Help us help Lukulu

In a few weeks, I ship my family off for a return mission trip to Lukulu, Zambia. We ask for your prayers and, if you wish, your financial support.
In 2008, my son Josh and husband Mike were among 28 people from Bay City, Michigan, and the surrounding area who went to Lukulu, Zambia, in Africa to help at the Sancta Maria Mission, about a 12-hour drive from the capital of Lusaka. This was the first group of Catholic missionaries to visit since the mission’s founding. A group of 15 is returning July 26, and my daughter Heather will join her brother and dad.
In 2008, we restored the old church and turned it into a youth center for the parishioners and neighboring villagers to use. We also patched and painted the interior and exterior of a building that became the mission’s first preschool that opened for the first time in September, following our departure.


Josh and two women from the village.

Afternoon playtime with donated sporting goods we brought. Children walked for up to two hours to come every day – and kept coming after we left, so the mission continued the play program for them.

We stepped into a world so different from our own. We never had met people with leprosy, or heard of young girls being charged a fee to walk across someone’s property to get to school. But the people we met were amazingly resilient and hospitable.
In 2009, we donated one year’s tuition to the University of Zambia for a young man recommended by the parish priest. This year, in cooperation with local hospitals, we donated a shipping container full of medical equipment to the mission hospital. We also have worked with an Upper Peninsula group on the Mothers Milk Program, which helps produce soybeans that are made into soy milk for babies, greatly reducing the transmission of HIV from mothers with AIDS.
This summer, we will be installing the tile floor that we purchased for the parish center through the generous donations of our mission supporters. Others in our group will be working with the young children, ministering to the sick and assisting the parish priest according to his needs.

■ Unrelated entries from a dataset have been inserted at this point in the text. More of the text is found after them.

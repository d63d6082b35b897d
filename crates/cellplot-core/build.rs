// File: crates/cellplot-core/build.rs
// Summary: Build script to link required Windows system libraries for Skia/ICU.

fn main() {
    #[cfg(target_os = "windows")]
    {
        // Needed for RegOpenKeyExW, RegQueryInfoKeyW, etc.
        println!("cargo:rustc-link-lib=advapi32");
    }
}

Sunset over the Zambezi River. While water from the Zambezi is unsafe, Lukulu is blessed to have very good water. It has very little hot water, limited electricity and Internet access, and no refrigeration. The mission also serves numerous, more rural outposts.

We have had many fundraisers – spaghetti and chicken dinners, a dinner cruise, a jazz concert, rummage sales, raffles, silent auctions and bake sales. We continue to work the concession stand at Great Lakes Loons minor league baseball games when we can. The money we raise provides for the necessary materials and the transportation costs associated with it. It also provides for the transportation of our group as well as our food and lodging costs. Food and lodging alone would be an almost overwhelming burden for a third world village with scarce resources.
    We have raised $44,000 so far, and have about $8,000 to go. Every $5 and $10 helps, and we would be grateful for your support. Donations can be snail-mailed tax-deductible to St. James Catholic Church, 710 Columbus Ave., Bay City, MI 48708. You also may donate through to PayPal to our personal account; every penny will go to the mission.
If you have questions, leave them in the comments; we’d love to hear from you!


Outside the church. We found services could last for three hours and included dancing altar boys and much music. Scriptures were brought up the aisle in a boat, because that’s how the Word of God first came to the village.